((

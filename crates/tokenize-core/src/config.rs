//! Tokenization Configuration

use std::time::Duration;

/// Frame name the hidden form targets
pub const DEFAULT_FRAME_NAME: &str = "paymentFrame";

/// Same-site page that forwards the form into the gateway
pub const DEFAULT_PROXY_FORM_PATH: &str = "/payfort-custom-form.html";

/// Style injection attempts before giving up
pub const DEFAULT_MAX_INJECTION_ATTEMPTS: u32 = 10;

/// Controller and backend client settings
#[derive(Clone, Debug)]
pub struct TokenizeConfig {
    /// Backend base URL (without the `/api/...` path)
    pub api_base_url: String,

    /// Backend request timeout (native builds only)
    pub request_timeout: Duration,

    /// Action of the hidden form
    pub proxy_form_path: String,

    /// Name of the embedded frame
    pub frame_name: String,

    /// Delay between rendering the hidden form and submitting it
    pub submit_delay: Duration,

    /// Style injection retry period
    pub poll_interval: Duration,

    /// Style injection retry budget
    pub max_injection_attempts: u32,

    /// Origin of the host page, trusted for in-frame script messages
    pub host_origin: Option<String>,
}

impl Default for TokenizeConfig {
    fn default() -> Self {
        Self {
            api_base_url: "http://localhost:5000".into(),
            request_timeout: Duration::from_secs(30),
            proxy_form_path: DEFAULT_PROXY_FORM_PATH.into(),
            frame_name: DEFAULT_FRAME_NAME.into(),
            submit_delay: Duration::from_millis(100),
            poll_interval: Duration::from_secs(1),
            max_injection_attempts: DEFAULT_MAX_INJECTION_ATTEMPTS,
            host_origin: None,
        }
    }
}

impl TokenizeConfig {
    pub fn from_env() -> Self {
        let api_base_url = std::env::var("TOKENIZATION_API_BASE_URL")
            .unwrap_or_else(|_| "http://localhost:5000".into());
        let request_timeout = std::env::var("TOKENIZATION_TIMEOUT_SECS")
            .ok()
            .and_then(|s| s.parse().ok())
            .map(Duration::from_secs)
            .unwrap_or(Duration::from_secs(30));
        let host_origin = std::env::var("TOKENIZATION_HOST_ORIGIN").ok();

        Self {
            api_base_url,
            request_timeout,
            host_origin,
            ..Default::default()
        }
    }

    pub fn with_api_base_url(mut self, url: impl Into<String>) -> Self {
        self.api_base_url = url.into();
        self
    }

    pub fn with_host_origin(mut self, origin: impl Into<String>) -> Self {
        self.host_origin = Some(origin.into());
        self
    }

    pub fn with_request_timeout(mut self, timeout: Duration) -> Self {
        self.request_timeout = timeout;
        self
    }

    /// Full tokenization endpoint URL
    pub fn tokenization_endpoint(&self) -> String {
        format!(
            "{}/api/tokenization/request-tokenization",
            self.api_base_url.trim_end_matches('/')
        )
    }
}
use crate::backend::TokenizationBackend;
use crate::config::TokenizeConfig;
use crate::dispatcher::{CallbackDispatcher, Dispatch, SessionGuard};
use crate::error::{Result, TokenizeError};
use crate::form::{HiddenForm, TokenizationFormData};
use crate::injection::{FrameDocument, InjectionState, StyleInjector, TickOutcome};
use crate::message::InboundMessage;
use crate::messenger::Messenger;
use crate::session::{MerchantReference, PaymentRequest, Session, SessionTicket, Theme};
use crate::theme;

/// What the payment page shows
#[derive(Clone, Copy, Debug, Default, PartialEq, Eq, Serialize)]
pub enum ViewPhase {
    /// Editable order form
    #[default]
    Input,
    /// Waiting on the backend
    Loading,
    /// Frame and hidden form rendered
    FormVisible,
}

/// Render snapshot of the controller
#[derive(Clone, Debug, PartialEq)]
pub struct ControllerView {
    pub phase: ViewPhase,
    pub error: Option<String>,
    pub hidden_form: Option<HiddenForm>,
    pub theme: Theme,
    pub request: PaymentRequest,
    pub injection: InjectionState,
}

/// A session waiting on the backend
#[derive(Clone, Debug)]
pub struct PendingSession {
    pub ticket: SessionTicket,
    pub request: PaymentRequest,
}

struct ActiveSession {
    session: Session,
    form: TokenizationFormData,
    hidden_form: HiddenForm,
    guard: SessionGuard,
    submitted: bool,
}

/// Session lifecycle owner
pub struct TokenizationController {
    backend: Arc<dyn TokenizationBackend>,
    config: TokenizeConfig,
    request: PaymentRequest,
    ticket: SessionTicket,
    phase: ViewPhase,
    pending: Option<Session>,
    active: Option<ActiveSession>,
    error: Option<String>,
    injector: StyleInjector,
}
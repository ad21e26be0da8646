//! Payment Sessions
//!
//! The editable payment request, and the immutable session created from it
//! when the user starts a tokenization attempt.

use chrono::{DateTime, Utc};
use rust_decimal::Decimal;
use rust_decimal_macros::dec;
use serde::{Deserialize, Serialize};

use crate::error::{Result, TokenizeError};

/// Merchant reference, unique per tokenization attempt
#[derive(Clone, Debug, PartialEq, Eq, Hash, Serialize, Deserialize)]
pub struct MerchantReference(String);

impl MerchantReference {
    /// Generate `TEST-YYYYMMDDHHMMSS` from a timestamp
    pub fn generate(now: DateTime<Utc>) -> Self {
        Self(format!("TEST-{}", now.format("%Y%m%d%H%M%S")))
    }

    pub fn from_string(s: impl Into<String>) -> Self {
        Self(s.into())
    }

    pub fn as_str(&self) -> &str {
        &self.0
    }

    pub fn is_empty(&self) -> bool {
        self.0.trim().is_empty()
    }
}

impl std::fmt::Display for MerchantReference {
    fn fmt(&self, f: &mut std::fmt::Formatter<'_>) -> std::fmt::Result {
        write!(f, "{}", self.0)
    }
}

/// Hosted page language
#[derive(Clone, Copy, Debug, Default, PartialEq, Eq, Serialize, Deserialize)]
#[serde(rename_all = "lowercase")]
pub enum Language {
    #[default]
    En,
    Ar,
}

impl Language {
    pub fn as_str(&self) -> &'static str {
        match self {
            Language::En => "en",
            Language::Ar => "ar",
        }
    }

    pub fn from_str(s: &str) -> Self {
        match s.to_lowercase().as_str() {
            "ar" => Language::Ar,
            _ => Language::En,
        }
    }
}

/// Visual theme applied to the frame container and injected stylesheet
#[derive(Clone, Copy, Debug, Default, PartialEq, Eq, Serialize, Deserialize)]
pub enum Theme {
    #[default]
    #[serde(rename = "theme-light")]
    Light,
    #[serde(rename = "theme-dark")]
    Dark,
}

impl Theme {
    /// CSS class on the iframe container
    pub fn css_class(&self) -> &'static str {
        match self {
            Theme::Light => "theme-light",
            Theme::Dark => "theme-dark",
        }
    }

    pub fn from_str(s: &str) -> Self {
        match s {
            "theme-dark" | "dark" => Theme::Dark,
            _ => Theme::Light,
        }
    }
}

/// Editable payment request backing the input form
#[derive(Clone, Debug, PartialEq, Serialize, Deserialize)]
#[serde(rename_all = "camelCase")]
pub struct PaymentRequest {
    pub merchant_reference: MerchantReference,
    pub amount: Decimal,
    pub currency: String,
    pub customer_email: String,
    pub customer_name: String,
    pub order_description: String,
    pub language: Language,
    pub theme: Theme,
}

impl PaymentRequest {
    /// Request with demo defaults and the given reference
    pub fn new(merchant_reference: MerchantReference) -> Self {
        Self {
            merchant_reference,
            amount: dec!(100),
            currency: "AED".into(),
            customer_email: "test@example.com".into(),
            customer_name: "Test Customer".into(),
            order_description: "Test Order".into(),
            language: Language::En,
            theme: Theme::Light,
        }
    }

    /// Check the fields the backend requires
    pub fn validate(&self) -> Result<()> {
        if self.merchant_reference.is_empty() {
            return Err(TokenizeError::Validation("Merchant reference is required".into()));
        }
        if self.amount <= Decimal::ZERO {
            return Err(TokenizeError::Validation("Amount must be greater than zero".into()));
        }
        let email = self.customer_email.trim();
        if email.is_empty() || !email.contains('@') {
            return Err(TokenizeError::Validation("A valid customer email is required".into()));
        }
        Ok(())
    }
}

/// Identifies one session; every timer and async completion carries it
#[derive(Clone, Copy, Debug, PartialEq, Eq, Hash, PartialOrd, Ord)]
pub struct SessionTicket(u64);

impl SessionTicket {
    pub(crate) fn first() -> Self {
        Self(0)
    }

    pub(crate) fn next(self) -> Self {
        Self(self.0 + 1)
    }

    pub fn value(&self) -> u64 {
        self.0
    }
}

/// One tokenization attempt, frozen at submit time
#[derive(Clone, Debug, Serialize)]
#[serde(rename_all = "camelCase")]
pub struct Session {
    pub merchant_reference: MerchantReference,
    pub amount: Decimal,
    pub currency: String,
    pub customer_email: String,
    pub language: Language,
    pub theme: Theme,
    pub started_at: DateTime<Utc>,
}

impl Session {
    /// Freeze a validated request into a session
    pub fn from_request(request: &PaymentRequest, started_at: DateTime<Utc>) -> Result<Self> {
        request.validate()?;
        Ok(Self {
            merchant_reference: request.merchant_reference.clone(),
            amount: request.amount,
            currency: request.currency.clone(),
            customer_email: request.customer_email.trim().to_string(),
            language: request.language,
            theme: request.theme,
            started_at,
        })
    }
}
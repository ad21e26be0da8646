//! Backend Wiring

use std::sync::Arc;

use tokenize_core::{AppRoute, HttpTokenizationClient, TokenizationBackend, TokenizeConfig};

/// Controller settings for this page
///
/// The backend URL is fixed at build time (`TOKENIZATION_API_BASE_URL`);
/// the host origin comes from the current location.
pub fn tokenize_config() -> TokenizeConfig {
    let mut config = TokenizeConfig::default();
    if let Some(base_url) = option_env!("TOKENIZATION_API_BASE_URL") {
        config = config.with_api_base_url(base_url);
    }
    if let Some(origin) = window_origin() {
        config = config.with_host_origin(origin);
    }
    config
}

/// HTTP backend client for `config`
pub fn backend(config: &TokenizeConfig) -> tokenize_core::Result<Arc<dyn TokenizationBackend>> {
    let client = HttpTokenizationClient::from_config(config)?;
    Ok(Arc::new(client))
}

pub fn window_origin() -> Option<String> {
    web_sys::window().and_then(|w| w.location().origin().ok())
}

/// Route for the current location
pub fn current_route(pathname: &str, search: &str) -> AppRoute {
    let search = search.trim_start_matches('?');
    if search.is_empty() {
        AppRoute::parse(pathname)
    } else {
        AppRoute::parse(&format!("{pathname}?{search}"))
    }
}

/// Full-page navigation
pub fn redirect(path: &str) {
    if let Some(window) = web_sys::window() {
        if let Err(e) = window.location().set_href(path) {
            tracing::warn!(path, error = ?e, "Navigation failed");
        }
    }
}
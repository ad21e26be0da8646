//! tokenize-web
//!
//! Leptos-based WASM front-end for the hosted tokenization demo.

mod api;
mod app;
mod bridge;
mod components;
mod pages;

pub use app::App;

use wasm_bindgen::prelude::*;

/// WASM entry point
#[wasm_bindgen(start)]
pub fn main() {
    console_error_panic_hook::set_once();
    leptos::mount::mount_to_body(App);
}
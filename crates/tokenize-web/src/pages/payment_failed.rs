//! Payment Failed Page

use leptos::prelude::*;
use leptos_router::hooks::use_location;
use tokenize_core::routes::{failure_message, retry_path};
use tokenize_core::AppRoute;

use crate::api;
use crate::components::DetailRow;

#[component]
pub fn PaymentFailedPage() -> impl IntoView {
    let location = use_location();
    let route = api::current_route(&location.pathname.get_untracked(), &location.search.get_untracked());

    let (error_code, order_id) = match route {
        AppRoute::PaymentFailed { error_code, order_id } => (error_code, order_id),
        _ => (None, None),
    };
    let message = failure_message(error_code.as_deref());
    let retry = retry_path(order_id.as_deref());

    view! {
        <div class="result result-failed">
            <h1>"✕ Payment Failed"</h1>
            <p class="subtitle">{message}</p>

            <section class="details">
                {order_id.map(|id| view! { <DetailRow label="Order" value=id /> })}
                {error_code.map(|code| view! { <DetailRow label="Error code" value=code /> })}
            </section>

            <div class="cta">
                <a href=retry class="btn btn-primary">"Try Again"</a>
                <a href="/" class="btn">"Home"</a>
            </div>
        </div>
    }
}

))

- _Task instructions_
Go through the material above and copy each line that holds the string "TokenizeConfig".

- _Exercise answer_
pub struct TokenizeConfig {
impl Default for TokenizeConfig {
impl TokenizeConfig {
use crate::config::TokenizeConfig;
    config: TokenizeConfig,
use tokenize_core::{AppRoute, HttpTokenizationClient, TokenizationBackend, TokenizeConfig};
pub fn tokenize_config() -> TokenizeConfig {
    let mut config = TokenizeConfig::default();
pub fn backend(config: &TokenizeConfig) -> tokenize_core::Result<Arc<dyn TokenizationBackend>> {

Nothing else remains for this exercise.